> **About this task**
The reply to the records below should contain exactly the lines from the line with "self.lock().faults.reject_unsigned = on;" through the line with "pub fn hang_transitions(&self, on: bool)", and nothing besides.

[Stored data entries]
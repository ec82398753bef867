// src/config/loader.rs

//! # Configuration Loader
//!
//! Reads `memdrv.toml`, deserializes into `RawConfig`, and converts the raw
//! tables into validated runtime types.

use crate::config::model::{ConfigError, RawConfig, RawService, RawSignature, RawTarget};
use crate::config::types::{
    Config, LoggingConfig, MemoryConfig, ServiceConfig, SharedMemoryConfig, SignatureConfig,
    TargetConfig, DEFAULT_POLL_INTERVAL, DEFAULT_SIGNATURE_REGION, DEFAULT_STATUS_TIMEOUT,
};
use crate::memdrv_log;
use log::Level;
use std::{fs, path::Path, time::Duration};

/// Load and parse the configuration from `path`.
/// Logs at DEBUG before reading and INFO on success.
pub fn load(path: &Path) -> Result<Config, ConfigError> {
    memdrv_log!(Level::Debug, "config", "Reading config from {:?}", path);
    let txt = fs::read_to_string(path)?;
    let cfg = parse(&txt)?;
    memdrv_log!(Level::Info, "config", "Loaded config from {:?} (service={})", path, cfg.service.name);
    Ok(cfg)
}

/// Parse a TOML document that is already in memory.
pub fn parse(txt: &str) -> Result<Config, ConfigError> {
    let raw: RawConfig = toml::from_str(txt)?;
    convert(raw)
}

fn convert(raw: RawConfig) -> Result<Config, ConfigError> {
    let logging = LoggingConfig {
        enable: raw.logging.enable,
        file: raw.logging.file,
        level: raw.logging.level,
    };
    let service = convert_service(raw.service)?;

    let scan_block_size = raw.memory.scan_block_size.unwrap_or(MemoryConfig::default().scan_block_size);
    if scan_block_size == 0 {
        return Err(ConfigError::InvalidValue {
            field: "memory.scan_block_size",
            reason: "must be at least 1".into(),
        });
    }

    let target = raw.target.map(convert_target).unwrap_or_default();

    Ok(Config { logging, service, memory: MemoryConfig { scan_block_size }, target })
}

/// Convert the `[service]` table. Enum strings and durations are parsed here
/// so a bad value fails before anything touches the OS.
pub fn convert_service(raw: RawService) -> Result<ServiceConfig, ConfigError> {
    let shared_memory = raw
        .shared_memory
        .map(|s| SharedMemoryConfig {
            process_id: s.process_id,
            process_address: s.process_address,
            first_event: s.first_event,
            second_event: s.second_event,
        })
        .unwrap_or_default();

    let cfg = ServiceConfig {
        display_name: raw.display_name.unwrap_or_else(|| raw.name.clone()),
        name: raw.name,
        binary: raw.binary.into(),
        endpoint: raw.endpoint,
        load_method: raw.load_method.parse()?,
        io_method: raw.io_method.parse()?,
        shared_memory,
        status_timeout: parse_duration(raw.status_timeout, DEFAULT_STATUS_TIMEOUT)?,
        poll_interval: parse_duration(raw.poll_interval, DEFAULT_POLL_INTERVAL)?,
    };
    cfg.validate()?;
    memdrv_log!(
        Level::Debug,
        "config",
        "Service '{}' → endpoint={:?} io={} timeout={:?}",
        cfg.name,
        cfg.endpoint,
        cfg.io_method,
        cfg.status_timeout
    );
    Ok(cfg)
}

fn convert_target(raw: RawTarget) -> TargetConfig {
    TargetConfig {
        process_id: raw.process_id,
        unload_on_exit: raw.unload_on_exit,
        signatures: raw.signatures.into_iter().map(convert_signature).collect(),
    }
}

fn convert_signature(raw: RawSignature) -> SignatureConfig {
    SignatureConfig {
        name: raw.name,
        pattern: raw.pattern,
        start: raw.start,
        size: raw.size.unwrap_or(DEFAULT_SIGNATURE_REGION),
    }
}

fn parse_duration(raw: Option<String>, default: Duration) -> Result<Duration, ConfigError> {
    match raw {
        None => Ok(default),
        Some(s) => humantime::parse_duration(&s).map_err(|e| ConfigError::InvalidDuration(s, e)),
    }
}
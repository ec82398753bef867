//! In-process stand-ins for the service manager and the privileged component.
//!
//! A [`SimWorld`] holds shared state: registered services, open endpoint
//! handles, and simulated target processes with mapped memory regions.
//! [`SimulatedScm`] and [`SimulatedDevice`] are cheap handles onto it that
//! implement the same traits as the native backends, so the whole stack
//! (lifecycle, channel, session, memory) runs unchanged on any host.
//!
//! Key responsibilities:
//! - service registration and state transitions, with fault knobs
//! - endpoint reachability (running service or resident component)
//! - READ / WRITE / WRITE_PROTECTED / GET_BASE against simulated memory
//! - a log of every request code issued

use std::collections::{BTreeMap, HashMap, HashSet};
use std::io;
use std::sync::{Arc, Mutex, MutexGuard};

use shared::{ioctl, ReadRequest, Wire, WriteRequest};

use crate::channel::Device;
use crate::config::ServiceConfig;
use crate::service::{
    ManagedService, ServiceBackend, ServiceSnapshot, ServiceState, ERROR_INVALID_IMAGE_HASH,
};

const ERROR_INVALID_FUNCTION: i32 = 1;
const ERROR_FILE_NOT_FOUND: i32 = 2;
const ERROR_INVALID_HANDLE: i32 = 6;
const ERROR_GEN_FAILURE: i32 = 31;
const ERROR_INVALID_PARAMETER: i32 = 87;
const ERROR_PARTIAL_COPY: i32 = 299;
const ERROR_SERVICE_DOES_NOT_EXIST: i32 = 1060;

fn os_error(code: i32) -> io::Error {
    io::Error::from_raw_os_error(code)
}

// ────────────────────────────────────────────────────────────────────────────
// Shared state
// ────────────────────────────────────────────────────────────────────────────

#[derive(Debug)]
struct SimService {
    endpoint: String,
    state: ServiceState,
    can_stop: bool,
}

#[derive(Debug)]
struct Region {
    bytes: Vec<u8>,
    read_only: bool,
}

#[derive(Debug, Default)]
struct SimProcess {
    base: u64,
    regions: BTreeMap<u64, Region>,
}

impl SimProcess {
    /// Region fully containing `[address, address + len)`, with the offset into it.
    fn locate(&self, address: u64, len: usize) -> Option<(u64, usize)> {
        let (&start, region) = self.regions.range(..=address).next_back()?;
        let offset = usize::try_from(address - start).ok()?;
        let end = offset.checked_add(len)?;
        (end <= region.bytes.len()).then_some((start, offset))
    }

    fn read(&self, address: u64, len: usize) -> Option<&[u8]> {
        let (start, offset) = self.locate(address, len)?;
        Some(&self.regions[&start].bytes[offset..offset + len])
    }

    fn write(&mut self, address: u64, data: &[u8], bypass: bool) -> io::Result<()> {
        let (start, offset) = self
            .locate(address, data.len())
            .ok_or_else(|| os_error(ERROR_PARTIAL_COPY))?;
        let region = self.regions.get_mut(&start).ok_or_else(|| os_error(ERROR_PARTIAL_COPY))?;
        if region.read_only && !bypass {
            return Err(io::Error::from(io::ErrorKind::PermissionDenied));
        }
        region.bytes[offset..offset + data.len()].copy_from_slice(data);
        Ok(())
    }
}

#[derive(Debug, Default)]
struct Faults {
    reject_unsigned: bool,
    fail_start: bool,
    hang: bool,
    fail_delete: bool,
    reject_requests: usize,
}

#[derive(Debug, Default)]
struct World {
    services: HashMap<String, SimService>,
    resident: HashSet<String>,
    processes: HashMap<u64, SimProcess>,
    handles: HashSet<u64>,
    next_handle: u64,
    requests: Vec<u32>,
    starts: usize,
    faults: Faults,
}

impl World {
    fn reachable(&self, path: &str) -> bool {
        self.resident.contains(path)
            || self
                .services
                .values()
                .any(|s| s.endpoint == path && s.state == ServiceState::Running)
    }
}

/// Shared simulated host. Clones refer to the same state.
#[derive(Debug, Clone, Default)]
pub struct SimWorld {
    inner: Arc<Mutex<World>>,
}

impl SimWorld {
    pub fn new() -> Self {
        Self::default()
    }

    fn lock(&self) -> MutexGuard<'_, World> {
        lock(&self.inner)
    }

    pub fn scm(&self) -> SimulatedScm {
        SimulatedScm { world: Arc::clone(&self.inner) }
    }

    pub fn device(&self) -> SimulatedDevice {
        SimulatedDevice { world: Arc::clone(&self.inner) }
    }

    /// Make `endpoint` openable without any service running, as if a
    /// previous run left the component loaded.
    pub fn make_resident(&self, endpoint: &str) {
        self.lock().resident.insert(endpoint.to_owned());
    }

    pub fn add_process(&self, process_id: u64, base: u64) {
        self.lock().processes.entry(process_id).or_default().base = base;
    }

    /// Map `bytes` at `address` in `process_id`, creating the process if needed.
    pub fn map(&self, process_id: u64, address: u64, bytes: Vec<u8>) {
        self.map_region(process_id, address, bytes, false);
    }

    /// Like [`map`](Self::map) but plain writes are refused.
    pub fn map_read_only(&self, process_id: u64, address: u64, bytes: Vec<u8>) {
        self.map_region(process_id, address, bytes, true);
    }

    fn map_region(&self, process_id: u64, address: u64, bytes: Vec<u8>, read_only: bool) {
        self.lock()
            .processes
            .entry(process_id)
            .or_default()
            .regions
            .insert(address, Region { bytes, read_only });
    }

    /// Read simulated memory directly, bypassing the request path.
    pub fn peek(&self, process_id: u64, address: u64, len: usize) -> Option<Vec<u8>> {
        let world = self.lock();
        world.processes.get(&process_id)?.read(address, len).map(<[u8]>::to_vec)
    }

    pub fn service_state(&self, name: &str) -> Option<ServiceState> {
        self.lock().services.get(name).map(|s| s.state)
    }

    pub fn service_exists(&self, name: &str) -> bool {
        self.lock().services.contains_key(name)
    }

    pub fn set_can_stop(&self, name: &str, can_stop: bool) {
        if let Some(s) = self.lock().services.get_mut(name) {
            s.can_stop = can_stop;
        }
    }

    /// Number of start requests that actually reached the service manager.
    pub fn start_count(&self) -> usize {
        self.lock().starts
    }

    pub fn reject_unsigned(&self, on: bool) {
        self.lock().faults.reject_unsigned = on;
    }

    pub fn fail_start(&self, on: bool) {
        self.lock().faults.fail_start = on;
    }

    /// Leave start/stop in their pending states.
    pub fn hang_transitions(&self, on: bool) {
        self.lock().faults.hang = on;
    }

    pub fn fail_delete(&self, on: bool) {
        self.lock().faults.fail_delete = on;
    }

    /// Fail the next `count` control requests with a device error.
    pub fn reject_next_requests(&self, count: usize) {
        self.lock().faults.reject_requests = count;
    }

    pub fn open_handles(&self) -> usize {
        self.lock().handles.len()
    }

    /// Codes of every control request issued so far, in order.
    pub fn requests(&self) -> Vec<u32> {
        self.lock().requests.clone()
    }

    pub fn clear_requests(&self) {
        self.lock().requests.clear();
    }
}

fn lock(world: &Mutex<World>) -> MutexGuard<'_, World> {
    // A panicking test thread must not wedge the rest of the world.
    world.lock().unwrap_or_else(|poisoned| poisoned.into_inner())
}

// ────────────────────────────────────────────────────────────────────────────
// Service manager
// ────────────────────────────────────────────────────────────────────────────

#[derive(Debug, Clone)]
pub struct SimulatedScm {
    world: Arc<Mutex<World>>,
}

#[derive(Debug)]
pub struct SimulatedService {
    name: String,
    world: Arc<Mutex<World>>,
}

impl ServiceBackend for SimulatedScm {
    type Service = SimulatedService;

    fn create_or_open(&self, cfg: &ServiceConfig) -> io::Result<Self::Service> {
        let mut world = lock(&self.world);
        world.services.entry(cfg.name.clone()).or_insert_with(|| SimService {
            endpoint: cfg.endpoint.clone(),
            state: ServiceState::Stopped,
            can_stop: true,
        });
        Ok(SimulatedService { name: cfg.name.clone(), world: Arc::clone(&self.world) })
    }
}

impl SimulatedService {
    fn with<T>(&self, f: impl FnOnce(&mut Faults, &mut usize, &mut SimService) -> io::Result<T>) -> io::Result<T> {
        let mut guard = lock(&self.world);
        let World { services, faults, starts, .. } = &mut *guard;
        let service = services
            .get_mut(&self.name)
            .ok_or_else(|| os_error(ERROR_SERVICE_DOES_NOT_EXIST))?;
        f(faults, starts, service)
    }
}

impl ManagedService for SimulatedService {
    fn query(&self) -> io::Result<ServiceSnapshot> {
        self.with(|_, _, s| Ok(ServiceSnapshot { state: s.state, can_stop: s.can_stop }))
    }

    fn start(&self) -> io::Result<()> {
        self.with(|faults, starts, s| {
            if faults.reject_unsigned {
                return Err(os_error(ERROR_INVALID_IMAGE_HASH));
            }
            if faults.fail_start {
                return Err(os_error(ERROR_GEN_FAILURE));
            }
            *starts += 1;
            s.state = if faults.hang { ServiceState::StartPending } else { ServiceState::Running };
            Ok(())
        })
    }

    fn stop(&self) -> io::Result<()> {
        self.with(|faults, _, s| {
            s.state = if faults.hang { ServiceState::StopPending } else { ServiceState::Stopped };
            Ok(())
        })
    }

    fn delete(&self) -> io::Result<()> {
        let mut world = lock(&self.world);
        if world.faults.fail_delete {
            return Err(os_error(ERROR_GEN_FAILURE));
        }
        world
            .services
            .remove(&self.name)
            .map(|_| ())
            .ok_or_else(|| os_error(ERROR_SERVICE_DOES_NOT_EXIST))
    }
}

// ────────────────────────────────────────────────────────────────────────────
// Privileged component
// ────────────────────────────────────────────────────────────────────────────

#[derive(Debug, Clone)]
pub struct SimulatedDevice {
    world: Arc<Mutex<World>>,
}

#[derive(Debug)]
pub struct SimHandle(u64);

fn invalid_request() -> io::Error {
    os_error(ERROR_INVALID_PARAMETER)
}

fn size_of_request(size: i32) -> io::Result<usize> {
    usize::try_from(size).map_err(|_| invalid_request())
}

impl Device for SimulatedDevice {
    type Handle = SimHandle;

    fn open(&self, path: &str) -> io::Result<SimHandle> {
        let mut world = lock(&self.world);
        if !world.reachable(path) {
            return Err(os_error(ERROR_FILE_NOT_FOUND));
        }
        world.next_handle += 1;
        let id = world.next_handle;
        world.handles.insert(id);
        Ok(SimHandle(id))
    }

    fn close(&self, handle: SimHandle) {
        lock(&self.world).handles.remove(&handle.0);
    }

    unsafe fn control(
        &self,
        handle: &SimHandle,
        code: u32,
        input: &[u8],
        output: &mut [u8],
    ) -> io::Result<usize> {
        let mut world = lock(&self.world);
        if !world.handles.contains(&handle.0) {
            return Err(os_error(ERROR_INVALID_HANDLE));
        }
        world.requests.push(code);
        if world.faults.reject_requests > 0 {
            world.faults.reject_requests -= 1;
            return Err(os_error(ERROR_GEN_FAILURE));
        }

        match code {
            ioctl::READ => {
                let req = ReadRequest::decode(input).ok_or_else(invalid_request)?;
                let len = size_of_request(req.size)?;
                let process = world.processes.get(&req.process_id).ok_or_else(invalid_request)?;
                let data = process
                    .read(req.address, len)
                    .ok_or_else(|| os_error(ERROR_PARTIAL_COPY))?;
                // SAFETY: the caller guarantees `response` addresses `size`
                // writable bytes that stay live for this call.
                unsafe { std::ptr::copy_nonoverlapping(data.as_ptr(), req.response as *mut u8, len) };
                Ok(0)
            }
            ioctl::WRITE | ioctl::WRITE_PROTECTED => {
                let req = WriteRequest::decode(input).ok_or_else(invalid_request)?;
                let len = size_of_request(req.size)?;
                let process = world.processes.get_mut(&req.process_id).ok_or_else(invalid_request)?;
                let source: &[u8] = if len == 0 {
                    &[]
                } else {
                    // SAFETY: the caller guarantees `source` addresses `size`
                    // readable bytes that stay live for this call.
                    unsafe { std::slice::from_raw_parts(req.source as *const u8, len) }
                };
                process.write(req.address, source, code == ioctl::WRITE_PROTECTED)?;
                Ok(0)
            }
            ioctl::GET_BASE => {
                let req = ReadRequest::decode(input).ok_or_else(invalid_request)?;
                let base = world.processes.get(&req.process_id).map_or(0, |p| p.base);
                let bytes = base.to_le_bytes();
                if req.response != 0 {
                    let len = size_of_request(req.size)?.min(bytes.len());
                    // SAFETY: as for READ.
                    unsafe { std::ptr::copy_nonoverlapping(bytes.as_ptr(), req.response as *mut u8, len) };
                }
                // Also answer through the output buffer when one is given.
                let returned = bytes.len().min(output.len());
                output[..returned].copy_from_slice(&bytes[..returned]);
                Ok(returned)
            }
            _ => Err(os_error(ERROR_INVALID_FUNCTION)),
        }
    }
}

#[cfg(test)]
mod tests {
    use super::*;

    const ENDPOINT: &str = r"\\.\MemDrv";

    #[test]
    fn endpoint_follows_service_state() {
        let world = SimWorld::new();
        let scm = world.scm();
        let device = world.device();
        let svc = scm.create_or_open(&ServiceConfig::new("MemDrv", "x.sys", ENDPOINT)).unwrap();

        assert!(device.open(ENDPOINT).is_err());
        svc.start().unwrap();
        let h = device.open(ENDPOINT).unwrap();
        device.close(h);
        svc.stop().unwrap();
        assert!(device.open(ENDPOINT).is_err());
    }

    #[test]
    fn regions_bound_reads_and_honor_read_only() {
        let mut p = SimProcess::default();
        p.regions.insert(0x1000, Region { bytes: vec![1, 2, 3, 4], read_only: true });

        assert_eq!(p.read(0x1001, 3), Some(&[2u8, 3, 4][..]));
        assert!(p.read(0x1002, 3).is_none());
        assert!(p.read(0x0FFF, 1).is_none());

        assert!(p.write(0x1000, &[9], false).is_err());
        p.write(0x1000, &[9], true).unwrap();
        assert_eq!(p.read(0x1000, 1), Some(&[9u8][..]));
    }

    #[test]
    fn closed_handles_are_rejected() {
        let world = SimWorld::new();
        world.make_resident(ENDPOINT);
        let device = world.device();
        let h = device.open(ENDPOINT).unwrap();
        let stale = SimHandle(h.0);
        device.close(h);
        let err = unsafe { device.control(&stale, ioctl::READ, &[], &mut []) }.unwrap_err();
        assert_eq!(err.raw_os_error(), Some(ERROR_INVALID_HANDLE));
        assert!(world.requests().is_empty());
    }
}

> **Answer for this exercise**
        self.lock().faults.reject_unsigned = on;
    }

    pub fn fail_start(&self, on: bool) {
        self.lock().faults.fail_start = on;
    }

    /// Leave start/stop in their pending states.
    pub fn hang_transitions(&self, on: bool) {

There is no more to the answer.